# picking an appropriate distribution

by aaaa202
Tags: distribution, picking
 P: 994 I am studying a biological system comprised of roughly 10000 cells. My model studies the probability that a cell accumulates four independent mutations and thus transform into a vicious cancer cell. Starting from basic theory of the binomial distribution it is easy to write an expression for the probability that a particular cell acquires k mutations after n timesteps. Calling the probability that an arbitrary cell acquires a mutation for p we have for a single cell: pcell = p/N And thus: p(k mutations on n tries) = K(n,k) * (p/N)^k * (1-p)^(n-k) And summing all these up should give us the total probability that one cell has acquires k mutations. Now multiplying by N wouldn't actually work since p is actually specific to each cell (I assumed it to be the same for simplicity). Now my question is: This expression becomes quite nasty when we add the fact that p differs from cell to cell. Is it possibly to make some estimations to make the expression more easy to work with.
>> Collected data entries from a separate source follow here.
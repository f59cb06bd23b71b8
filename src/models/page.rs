use serde::Serialize;
use serde_json::Value;

/// Pagination metadata carried alongside a list of raw records.
#[derive(Debug, Clone, Copy, PartialEq, Eq, Serialize)]
#[serde(rename_all = "camelCase")]
pub struct PageMeta {
    pub total_pages: u64,
    pub total_elements: u64,
    /// Zero-based page index.
    pub number: u64,
}

impl PageMeta {
    pub fn single(total_elements: u64) -> Self {
        Self {
            total_pages: 1,
            total_elements,
            number: 0,
        }
    }

    pub fn empty() -> Self {
        Self {
            total_pages: 0,
            total_elements: 0,
            number: 0,
        }
    }

    pub fn has_next(&self) -> bool {
        self.number + 1 < self.total_pages
    }
}

/// Uniform result of unwrapping any upstream response body.
#[derive(Debug, Clone, PartialEq, Serialize)]
pub struct UnwrappedPage {
    pub items: Vec<Value>,
    pub page: PageMeta,
}
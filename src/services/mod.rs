// Raw payload handling
pub mod envelope;
pub mod field_resolver;

// Canonicalization
pub mod lot_resolver;
pub mod movement_normalizer;

// Derived views
pub mod aggregator;
pub mod center_directory;
pub mod ledger;
pub mod traceability;

pub use aggregator::{aggregate, Aggregator};
pub use center_directory::CenterDirectory;
pub use envelope::{unwrap_envelope, Envelope};
pub use field_resolver::{resolve, AliasTable, FieldPath};
pub use ledger::{LedgerPage, LedgerService};
pub use lot_resolver::resolve_lots;
pub use movement_normalizer::{normalize, normalize_all};
pub use traceability::{group_by_vin, TraceabilityService};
As N is pretty big (we could make it a lot bigger) would it be possible to model the distribution as a poisson distribution? And would that then make cell dependence of p easier to work with, or could we at least then find a straightforward expression for the deviation from the mean amount of mutations?
 P: 452 Could you explain your model a little more clearly? First what exactly is N and "a mutation for p"?